The above criteria are not meaningful. They cannot be accurately assessed on an individual basis, and are improperly rooted in speculation. Neither do they constitute imminent, significant physical harm to self or others- the only standard found constitutional by the Supreme Court. As a consequence, these are not legally permissible measures of the need for involuntary civil commitment-whether inpatient or outpatient-of any individual.

The Bazelon Center supports the right of each individual to fully participate in, and approve, a treatment plan and to decide which services to accept. The Bazelon Center encourages the articulation of treatment preferences in advance through the use of advance directives and/or a legally recognized health care agent.

Outpatient commitment is a dangerous formalization of coercion within the community mental health system. Such coercion undermines consumer confidence and causes many consumers to avoid contact with the mental health system altogether." Bazelon, Id.

Outpatient commitment is actually preferred by NAMI: "(9.2.13) Court-ordered outpatient treatment should be considered as a less restrictive, more beneficial, and less costly treatment alternative to involuntary inpatient treatment." NAMI, Id

Among MHA’s CA affiliates, MHA SF and MHA LA recently led the fight against implementation of the state outpatient commitment law while MHA Alameda and MHA Santa Barbara supported it.

[7] In 2001, the RAND Institute for Civil Justice released a report on the outcomes of involuntary outpatient commitment in eight states. That report showed that while mandatory treatment programs can lead to good outcomes for some, “Outpatient commitment is not a ‘silver bullet’ and that it cannot work in the absence of intensive clinical services and mechanisms for enforcement of the court orders”. See Ridgely, S., Brown, R., and Petrilla, J. The Effectiveness of Involuntary Outpatient Treatment: Empirical Evidence and the Experience of Eight States (2001) http://www.rand.org/content/dam/rand/pubs/monograph_reports/2007/MR1340.pdf.

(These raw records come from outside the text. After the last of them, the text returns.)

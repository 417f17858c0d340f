use std::sync::Arc;

use serde::Deserialize;
use serde_json::{json, Value};
use tokio::io::{AsyncBufReadExt, AsyncWriteExt, BufReader};
use tracing::info;
use tracing_subscriber::EnvFilter;
use ulid::Ulid;

use studiobook::compactor;
use studiobook::config::Config;
use studiobook::engine::{now_ms, AdmissionRequest, Engine, EngineError, EngineOptions, ReservationPatch};
use studiobook::filters::{ReservationScope, StudioFilter};
use studiobook::model::{Ms, Place, Studio};
use studiobook::observability;
use studiobook::validation::parse_timestamp;

/// One request per stdin line. Timestamps are RFC 3339 strings.
#[derive(Debug, Deserialize)]
#[serde(tag = "op", rename_all = "snake_case")]
enum Command {
    CreatePlace {
        place: Place,
    },
    CreateStudio {
        studio: Studio,
    },
    UpdateStudio {
        studio: Studio,
    },
    Admit {
        user_id: Ulid,
        studio_id: Ulid,
        option_id: Option<Ulid>,
        coupon_id: Option<Ulid>,
        start_time: Option<String>,
        end_time: Option<String>,
        now: Option<String>,
    },
    Update {
        id: Ulid,
        option_id: Option<Ulid>,
        coupon_id: Option<Ulid>,
        start_time: Option<String>,
        end_time: Option<String>,
        now: Option<String>,
    },
    Revalidate {
        id: Ulid,
        now: Option<String>,
    },
    Pay {
        id: Ulid,
    },
    Cancel {
        id: Ulid,
    },
    Get {
        id: Ulid,
    },
    List {
        studio_id: Ulid,
        #[serde(default)]
        scope: ReservationScope,
    },
    UserReservations {
        user_id: Ulid,
    },
    Search {
        #[serde(default)]
        filter: StudioFilter,
    },
    Price {
        id: Ulid,
    },
    Compact,
}

fn timestamp(raw: Option<&str>) -> Option<Ms> {
    raw.and_then(parse_timestamp)
}

/// The caller's clock if given, else ours. A clock that does not parse is refused.
fn current_time(raw: Option<&str>) -> Result<Ms, EngineError> {
    match raw {
        None => Ok(now_ms()),
        Some(raw) => parse_timestamp(raw).ok_or(EngineError::Invalid("now is not an RFC 3339 timestamp")),
    }
}

fn error_body(e: &EngineError) -> Value {
    match e {
        EngineError::Validation(v) => json!({
            "kind": v.kind,
            "field": v.field,
            "message": v.message,
            "retryable": false,
        }),
        other => json!({
            "kind": "engine",
            "message": other.to_string(),
            "retryable": other.is_retryable(),
        }),
    }
}

fn to_value<T: serde::Serialize>(value: T) -> Result<Value, EngineError> {
    serde_json::to_value(value).map_err(|e| EngineError::Storage(e.to_string()))
}

async fn dispatch(engine: &Engine, cmd: Command) -> Result<Value, EngineError> {
    match cmd {
        Command::CreatePlace { place } => {
            let id = place.id;
            engine.create_place(place).await?;
            Ok(json!({ "id": id }))
        }
        Command::CreateStudio { studio } => {
            let id = studio.id;
            engine.create_studio(studio).await?;
            Ok(json!({ "id": id }))
        }
        Command::UpdateStudio { studio } => {
            let id = studio.id;
            engine.update_studio(studio).await?;
            Ok(json!({ "id": id }))
        }
        Command::Admit {
            user_id,
            studio_id,
            option_id,
            coupon_id,
            start_time,
            end_time,
            now,
        } => {
            let req = AdmissionRequest {
                user_id,
                studio_id,
                option_id,
                coupon_id,
                start_time: timestamp(start_time.as_deref()),
                end_time: timestamp(end_time.as_deref()),
                now: current_time(now.as_deref())?,
            };
            to_value(engine.admit(req).await?)
        }
        Command::Update {
            id,
            option_id,
            coupon_id,
            start_time,
            end_time,
            now,
        } => {
            let patch = ReservationPatch {
                option_id: option_id.map(Some),
                coupon_id: coupon_id.map(Some),
                start_time: timestamp(start_time.as_deref()),
                end_time: timestamp(end_time.as_deref()),
            };
            to_value(engine.update_reservation(id, patch, current_time(now.as_deref())?).await?)
        }
        Command::Revalidate { id, now } => {
            to_value(engine.revalidate(id, current_time(now.as_deref())?).await?)
        }
        Command::Pay { id } => to_value(engine.confirm_payment(id).await?),
        Command::Cancel { id } => to_value(engine.cancel_reservation(id).await?),
        Command::Get { id } => to_value(engine.get_reservation(id).await?),
        Command::List { studio_id, scope } => {
            to_value(engine.list_reservations(studio_id, scope).await?)
        }
        Command::UserReservations { user_id } => {
            to_value(engine.user_reservations(user_id).await?)
        }
        Command::Search { filter } => to_value(engine.search_studios(&filter).await?),
        Command::Price { id } => to_value(engine.pricing_snapshot(id).await?),
        Command::Compact => {
            engine.compact_wal().await?;
            Ok(json!({ "compacted": true }))
        }
    }
}

async fn handle_line(engine: &Engine, line: &str) -> Value {
    let cmd: Command = match serde_json::from_str(line) {
        Ok(cmd) => cmd,
        Err(e) => {
            return json!({ "error": { "kind": "parse", "message": e.to_string(), "retryable": false } });
        }
    };
    match dispatch(engine, cmd).await {
        Ok(value) => json!({ "ok": value }),
        Err(e) => json!({ "error": error_body(&e) }),
    }
}

#[tokio::main]
async fn main() -> Result<(), Box<dyn std::error::Error>> {
    let config = Config::from_env();

    let filter = EnvFilter::try_from_default_env().unwrap_or_else(|_| EnvFilter::new(&config.log));
    tracing_subscriber::fmt()
        .with_env_filter(filter)
        .with_writer(std::io::stderr)
        .init();

    observability::init(config.metrics_port)?;

    std::fs::create_dir_all(&config.data_dir)?;
    let engine = Arc::new(Engine::open(config.wal_path(), EngineOptions::from(&config))?);
    info!("studiobook ready");
    info!("  wal: {}", config.wal_path().display());
    info!("  overlap scope: {:?}", config.overlap_scope);
    info!("  lock timeout: {:?}", config.lock_timeout);

    let compactor_engine = engine.clone();
    let threshold = config.compact_threshold;
    tokio::spawn(async move {
        compactor::run_compactor(compactor_engine, threshold).await;
    });

    let mut lines = BufReader::new(tokio::io::stdin()).lines();
    let mut stdout = tokio::io::stdout();

    let shutdown = tokio::signal::ctrl_c();
    tokio::pin!(shutdown);

    loop {
        tokio::select! {
            line = lines.next_line() => {
                let Some(line) = line? else { break };
                if line.trim().is_empty() {
                    continue;
                }
                let response = handle_line(&engine, &line).await;
                stdout.write_all(response.to_string().as_bytes()).await?;
                stdout.write_all(b"\n").await?;
                stdout.flush().await?;
            }
            _ = &mut shutdown => {
                info!("shutdown signal received");
                break;
            }
        }
    }

    info!("studiobook stopped");
    Ok(())
}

[8] World Health Organization Mental Health Action Plan, 2013-2020, http://apps.who.int/iris/bitstream/10665/89966/1/9789241506021_eng.pdf

[9] In 2004, the New York Court of Appeals upheld the Constitutionality of Kendra’s Law, an involuntary outpatient commitment statute. In its opinion, the court pointed out that since Kendra’s Law provides only for outpatient commitment, and not outpatient treatment, the statutory safeguards survived due process. Further safeguards, specifically a finding of incapacity, were required in order for the state to compel medication. In re K.L., 1 N.Y.3d 362 (2004).